QQ showed a small and statistically non-significant difference in OEF values compared to DGC (n=10): 36.4 ± 1.9 and 38.0 ± 9.1 % (P=0.63), with corresponding CMRO2 of 151.4 ± 17.6 and 168.2 ± 54.1 μmol O2/min/100g (P=0.26) for QQ and DGC, respectively (Fig. 1) Also, QQ showed more uniform OEF map than DGC (Fig. 1). In hypercapnia (n=10), QQ showed lower OEF (36.4 ± 1.9 vs. 22.0 ± 3.6 %, P<0.01), higher CBF (57.0 ± 9.9 vs. 80.2 ± 11.6 %, P<0.01), slightly lower CMRO2 maps (151.4 ± 17.6 vs. 130.2 ± 28.6 μmol O2/min/100g, P=0.039) compared to those at baseline (Fig. 2).

Discussion

OEF values from both QQ and DGC agree with literature values based on PET-OEF: 35 ± 7 % (30) and 40 ± 9 % (31). A high inter-subject variation in DGC may be attributed to low SNR in both BOLD and CBF signals, e.g. only 2.3 ± 0.5 % hypercapnia induced BOLD signal increase. The small OEF variation in QQ may have benefited from the usage of cluster analysis of time evolution (CAT) which improves effective SNR(11).

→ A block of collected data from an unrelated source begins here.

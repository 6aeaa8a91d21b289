// src/handlers/rooms.rs

use axum::{
    Json,
    extract::{Path, State},
    http::StatusCode,
    response::IntoResponse,
};
use serde_json::json;
use uuid::Uuid;
use validator::Validate;

use crate::{
    common::error::AppError,
    config::AppState,
    middleware::rbac::{AdminOnly, RequireRole},
    models::room::{BulkRatePayload, CreateRoomPayload, CreatedRoom, RoomWithTenant, UpdateRoomPayload},
};

// GET /api/rooms
#[utoipa::path(
    get,
    path = "/api/rooms",
    tag = "Rooms",
    responses(
        (status = 200, description = "Daftar kamar dengan penghuni aktif", body = [RoomWithTenant])
    ),
    security(("api_jwt" = []))
)]
pub async fn list_rooms(
    State(app_state): State<AppState>,
) -> Result<impl IntoResponse, AppError> {
    let rooms = app_state
        .room_repo
        .list_with_tenant(&app_state.config.property_id)
        .await?;
    Ok((StatusCode::OK, Json(rooms)))
}

// POST /api/rooms
#[utoipa::path(
    post,
    path = "/api/rooms",
    tag = "Rooms",
    request_body = CreateRoomPayload,
    responses(
        (status = 201, description = "Kamar dibuat", body = CreatedRoom),
        (status = 409, description = "Nomor kamar sudah dipakai")
    ),
    security(("api_jwt" = []))
)]
pub async fn create_room(
    State(app_state): State<AppState>,
    _gate: RequireRole<AdminOnly>,
    Json(payload): Json<CreateRoomPayload>,
) -> Result<impl IntoResponse, AppError> {
    payload.validate()?;
    let id = app_state
        .room_repo
        .create(
            &app_state.config.property_id,
            payload.room_no,
            payload.monthly_rate,
        )
        .await?;
    Ok((
        StatusCode::CREATED,
        Json(CreatedRoom {
            id,
            room_no: payload.room_no,
            monthly_rate: payload.monthly_rate,
        }),
    ))
}

// PATCH /api/rooms/{id}
#[utoipa::path(
    patch,
    path = "/api/rooms/{id}",
    tag = "Rooms",
    params(("id" = Uuid, Path, description = "ID kamar")),
    request_body = UpdateRoomPayload,
    responses(
        (status = 200, description = "Kamar diperbarui"),
        (status = 404, description = "Kamar tidak ditemukan")
    ),
    security(("api_jwt" = []))
)]
pub async fn update_room(
    State(app_state): State<AppState>,
    _gate: RequireRole<AdminOnly>,
    Path(id): Path<Uuid>,
    Json(payload): Json<UpdateRoomPayload>,
) -> Result<impl IntoResponse, AppError> {
    payload.validate()?;
    if payload.monthly_rate.is_none() && payload.is_active.is_none() {
        return Err(AppError::bad_request("Tidak ada data untuk diperbarui"));
    }
    let affected = app_state.room_repo.update(id, &payload).await?;
    if affected == 0 {
        return Err(AppError::not_found("Kamar tidak ditemukan"));
    }
    Ok((StatusCode::OK, Json(json!({ "ok": true }))))
}

// POST /api/rooms/bulk-rate
#[utoipa::path(
    post,
    path = "/api/rooms/bulk-rate",
    tag = "Rooms",
    request_body = BulkRatePayload,
    responses(
        (status = 200, description = "Tarif diterapkan ke semua kamar")
    ),
    security(("api_jwt" = []))
)]
pub async fn bulk_rate(
    State(app_state): State<AppState>,
    _gate: RequireRole<AdminOnly>,
    Json(payload): Json<BulkRatePayload>,
) -> Result<impl IntoResponse, AppError> {
    payload.validate()?;
    let affected = app_state
        .room_repo
        .bulk_rate(&app_state.config.property_id, payload.monthly_rate)
        .await?;
    Ok((StatusCode::OK, Json(json!({ "updated": affected }))))
}
// src/models/room.rs

use chrono::{DateTime, Utc};
use serde::{Deserialize, Serialize};
use utoipa::ToSchema;
use uuid::Uuid;
use validator::Validate;

// A room plus its active tenant (if any), as listed on the rooms screen.
#[derive(Debug, Clone, Serialize, sqlx::FromRow, ToSchema)]
pub struct RoomWithTenant {
    pub id: Uuid,
    pub property_id: String,
    pub room_no: i32,
    pub monthly_rate: i64,
    pub is_active: bool,
    pub created_at: DateTime<Utc>,
    pub tenant_id: Option<Uuid>,
    pub tenant_name: Option<String>,
}

#[derive(Debug, Deserialize, Validate, ToSchema)]
pub struct CreateRoomPayload {
    #[validate(range(min = 1, max = 99, message = "Nomor kamar harus 1-99"))]
    pub room_no: i32,
    #[validate(range(min = 0, message = "Tarif tidak boleh negatif"))]
    pub monthly_rate: i64,
}

#[derive(Debug, Deserialize, Validate, ToSchema)]
pub struct UpdateRoomPayload {
    #[validate(range(min = 0, message = "Tarif tidak boleh negatif"))]
    pub monthly_rate: Option<i64>,
    pub is_active: Option<bool>,
}

/// Settings bulk update: one rate applied to every room of the property.
#[derive(Debug, Deserialize, Validate, ToSchema)]
pub struct BulkRatePayload {
    #[validate(range(min = 1, message = "monthly_rate harus bilangan positif"))]
    pub monthly_rate: i64,
}

#[derive(Debug, Serialize, ToSchema)]
pub struct CreatedRoom {
    pub id: Uuid,
    pub room_no: i32,
    pub monthly_rate: i64,
}
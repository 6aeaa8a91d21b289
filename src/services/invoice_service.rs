// src/services/invoice_service.rs

use std::collections::HashSet;

use chrono::Utc;
use sqlx::PgPool;
use uuid::Uuid;

use crate::{
    common::{error::AppError, period::Period},
    db::InvoiceRepository,
    integrations::sheets::{CashflowRow, TenantPaymentRow},
    models::{
        auth::AuthUser,
        dashboard::ReminderPlan,
        invoice::{
            BillableTenant, CreatePaymentPayload, CreatedInvoice, GenerateInvoicesResponse,
            InvoiceListResponse, InvoiceStatus, PaymentResponse, PlannedInvoice,
        },
    },
    services::mirror_service::MirrorService,
};

/// Decides which invoices a generation call must create.
///
/// Pure over the fetched state: tenants already in `existing` are skipped
/// silently, numbering starts at `existing_count + 1` and increments per
/// planned invoice, and the amount freezes the room rate as fetched. Calling
/// this again with the created invoices folded into `existing` yields an
/// empty plan, which is the generator's idempotency property.
pub fn plan_invoices(
    period: Period,
    tenants: &[BillableTenant],
    existing: &HashSet<Uuid>,
    existing_count: i64,
) -> Vec<PlannedInvoice> {
    let mut seq = existing_count + 1;
    let mut planned = Vec::new();
    for tenant in tenants {
        if existing.contains(&tenant.id) {
            continue;
        }
        planned.push(PlannedInvoice {
            tenant_id: tenant.id,
            room_id: tenant.room_id,
            invoice_no: period.invoice_no(seq),
            tenant_name: tenant.name.clone(),
            room_no: tenant.room_no,
            amount: tenant.monthly_rate,
        });
        seq += 1;
    }
    planned
}

#[derive(Clone)]
pub struct InvoiceService {
    pool: PgPool,
    repo: InvoiceRepository,
    mirror: MirrorService,
    property_id: String,
}

impl InvoiceService {
    pub fn new(
        pool: PgPool,
        repo: InvoiceRepository,
        mirror: MirrorService,
        property_id: String,
    ) -> Self {
        Self {
            pool,
            repo,
            mirror,
            property_id,
        }
    }

    pub async fn list_for_period(&self, period: Period) -> Result<InvoiceListResponse, AppError> {
        let invoices = self
            .repo
            .list_for_period(&self.property_id, &period.to_string())
            .await?;
        Ok(InvoiceListResponse {
            period: period.to_string(),
            invoices,
        })
    }

    /// Ensures every active tenant has exactly one invoice for the period.
    ///
    /// The whole batch runs in one transaction: a failure mid-batch rolls
    /// back every insert of this call, so a period is never left half
    /// billed. Re-running after a new tenant moves in tops up only that
    /// tenant. The `(tenant_id, period)` unique constraint backs this up
    /// under concurrent calls.
    pub async fn generate(&self, period: Period) -> Result<GenerateInvoicesResponse, AppError> {
        let period_str = period.to_string();
        let mut tx = self.pool.begin().await?;

        let tenants = self
            .repo
            .active_tenants_with_rate(&mut *tx, &self.property_id)
            .await?;
        let existing: HashSet<Uuid> = self
            .repo
            .invoiced_tenant_ids(&mut *tx, &self.property_id, &period_str)
            .await?
            .into_iter()
            .collect();
        let existing_count = self
            .repo
            .count_for_period(&mut *tx, &self.property_id, &period_str)
            .await?;

        let planned = plan_invoices(period, &tenants, &existing, existing_count);

        let mut created = Vec::with_capacity(planned.len());
        for invoice in &planned {
            let id = self
                .repo
                .insert(&mut *tx, &self.property_id, &period_str, invoice)
                .await?;
            created.push(CreatedInvoice {
                id,
                invoice_no: invoice.invoice_no.clone(),
                tenant_name: invoice.tenant_name.clone(),
                room_no: invoice.room_no,
                amount: invoice.amount,
            });
        }

        tx.commit().await?;

        if !created.is_empty() {
            tracing::info!(
                "Generated {} invoice(s) for period {}",
                created.len(),
                period_str
            );
        }

        Ok(GenerateInvoicesResponse {
            period: period_str,
            created_count: created.len(),
            invoices: created,
        })
    }

    /// The single state transition of the model: unpaid -> paid, one way.
    ///
    /// The transition is a conditional update, so a concurrent payment of
    /// the same invoice loses with `Conflict` instead of inserting a second
    /// payment row.
    pub async fn record_payment(
        &self,
        user: &AuthUser,
        payload: CreatePaymentPayload,
    ) -> Result<PaymentResponse, AppError> {
        let invoice = self
            .repo
            .find_by_id(payload.invoice_id)
            .await?
            .ok_or_else(|| AppError::not_found("Invoice tidak ditemukan"))?;
        if invoice.status == InvoiceStatus::Paid {
            return Err(AppError::conflict("Invoice sudah dibayar"));
        }

        let paid_at = payload.paid_at.unwrap_or_else(Utc::now);

        let mut tx = self.pool.begin().await?;
        let transitioned = self
            .repo
            .mark_paid_if_unpaid(&mut *tx, invoice.id, paid_at)
            .await?;
        if transitioned == 0 {
            // Lost the race against another payment of the same invoice.
            return Err(AppError::conflict("Invoice sudah dibayar"));
        }
        let payment_id = self
            .repo
            .insert_payment(
                &mut *tx,
                invoice.id,
                payload.amount,
                payload.method,
                payload.proof_key.as_deref(),
                payload.notes.as_deref(),
                user.id,
            )
            .await?;
        tx.commit().await?;

        // Mirror after commit; failure is only a warning.
        let warning = self.mirror_payment(&invoice.id, payload.amount, &payload, paid_at, user).await;

        Ok(PaymentResponse {
            payment_id,
            invoice_id: invoice.id,
            status: InvoiceStatus::Paid,
            paid_at,
            warning,
        })
    }

    async fn mirror_payment(
        &self,
        invoice_id: &Uuid,
        amount: i64,
        payload: &CreatePaymentPayload,
        paid_at: chrono::DateTime<Utc>,
        user: &AuthUser,
    ) -> Option<String> {
        let detail = match self.repo.find_with_tenant(*invoice_id).await {
            Ok(Some(detail)) => detail,
            _ => return Some("Sheets sync skipped: invoice detail unavailable".to_string()),
        };
        let method = serde_json::to_value(payload.method)
            .ok()
            .and_then(|v| v.as_str().map(str::to_string))
            .unwrap_or_default();
        let notes = payload.notes.clone().unwrap_or_default();

        let recap_warning = self
            .mirror
            .mirror_tenant_payment(TenantPaymentRow {
                date_paid: paid_at.to_rfc3339(),
                period: detail.period.clone(),
                invoice_no: detail.invoice_no.clone(),
                tenant_name: detail.tenant_name.clone(),
                room_no: detail.room_no,
                amount,
                method: method.clone(),
                notes: notes.clone(),
                created_by: user.email.clone(),
            })
            .await;

        let cashflow_warning = self
            .mirror
            .mirror_cashflow(CashflowRow {
                date: paid_at.to_rfc3339(),
                cashflow_label: "Pemasukan".to_string(),
                description: format!(
                    "Pembayaran Kost: {} (Kamar {}) {}",
                    detail.tenant_name, detail.room_no, detail.period
                ),
                amount,
                method,
                status: "paid".to_string(),
                created_by: user.email.clone(),
                notes,
                receipt_url: payload.proof_key.clone(),
            })
            .await;

        recap_warning.or(cashflow_warning)
    }

    // Feed for the reminder stub: unpaid invoices of the current period.
    pub async fn reminder_plan(&self) -> Result<ReminderPlan, AppError> {
        let period = Period::current();
        let tenants = self
            .repo
            .unpaid_for_period(&self.property_id, &period.to_string())
            .await?;
        Ok(ReminderPlan {
            period: period.to_string(),
            planned_reminders: tenants.len(),
            tenants,
        })
    }
}

#[cfg(test)]
mod tests {
    use super::*;

    fn billable(name: &str, room_no: i32, rate: i64) -> BillableTenant {
        BillableTenant {
            id: Uuid::new_v4(),
            room_id: Uuid::new_v4(),
            name: name.to_string(),
            room_no,
            monthly_rate: rate,
        }
    }

    #[test]
    fn plans_one_invoice_per_uninvoiced_tenant() {
        let period: Period = "2025-01".parse().unwrap();
        let tenants = vec![
            billable("Andi", 1, 1_000_000),
            billable("Budi", 2, 1_000_000),
            billable("Citra", 3, 1_000_000),
        ];
        let planned = plan_invoices(period, &tenants, &HashSet::new(), 0);
        assert_eq!(planned.len(), 3);
        let numbers: Vec<&str> = planned.iter().map(|p| p.invoice_no.as_str()).collect();
        assert_eq!(
            numbers,
            vec!["INV-202501-0001", "INV-202501-0002", "INV-202501-0003"]
        );
        assert!(planned.iter().all(|p| p.amount == 1_000_000));
    }

    #[test]
    fn replanning_with_everyone_invoiced_is_empty() {
        let period: Period = "2025-01".parse().unwrap();
        let tenants = vec![billable("Andi", 1, 900_000), billable("Budi", 2, 950_000)];
        let all: HashSet<Uuid> = tenants.iter().map(|t| t.id).collect();
        let planned = plan_invoices(period, &tenants, &all, 2);
        assert!(planned.is_empty());
    }

    #[test]
    fn tops_up_only_the_new_tenant_with_continuing_sequence() {
        let period: Period = "2025-02".parse().unwrap();
        let old = billable("Andi", 1, 800_000);
        let new = billable("Dewi", 4, 1_200_000);
        let tenants = vec![old.clone(), new.clone()];
        let existing: HashSet<Uuid> = [old.id].into_iter().collect();
        let planned = plan_invoices(period, &tenants, &existing, 1);
        assert_eq!(planned.len(), 1);
        assert_eq!(planned[0].tenant_id, new.id);
        // Sequence continues from the count of existing invoices.
        assert_eq!(planned[0].invoice_no, "INV-202502-0002");
        assert_eq!(planned[0].amount, 1_200_000);
    }

    #[test]
    fn amount_is_frozen_at_planning_time() {
        let period: Period = "2025-03".parse().unwrap();
        let tenant = billable("Eka", 5, 1_000_000);
        let planned = plan_invoices(period, &[tenant], &HashSet::new(), 0);
        // The planned amount is a copy; the fetched rate is not referenced
        // again after planning.
        assert_eq!(planned[0].amount, 1_000_000);
    }
}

Uniform OEF maps from QQ (Figure 1) is consistent with PET studies (31-33), which is difficult to investigate in DGC due to inaccuracies in white matter OEF caused by low BOLD and CBF SNR. QQ showed a 14% CMRO2 reduction in CGM due to hypercapnia. This agrees well with a recent study suggesting 10~15 % reduction with the similar hypercapnic level (34).

Conclusion

This study shows that a recently proposed QQ provided similar OEF values in CGM, compared to a well-established DGC. Based on this validation, QQ can be readily applied in various diseases, such as stroke (35), tumor (36), multiple sclerosis (37), since it does not require a gas challenge. Furthermore, QQ revealed a mild decrease in CMRO2 with hypercapnia, which shall be considered in future calibrated BOLD studies.

Acknowledgements

No acknowledgement found.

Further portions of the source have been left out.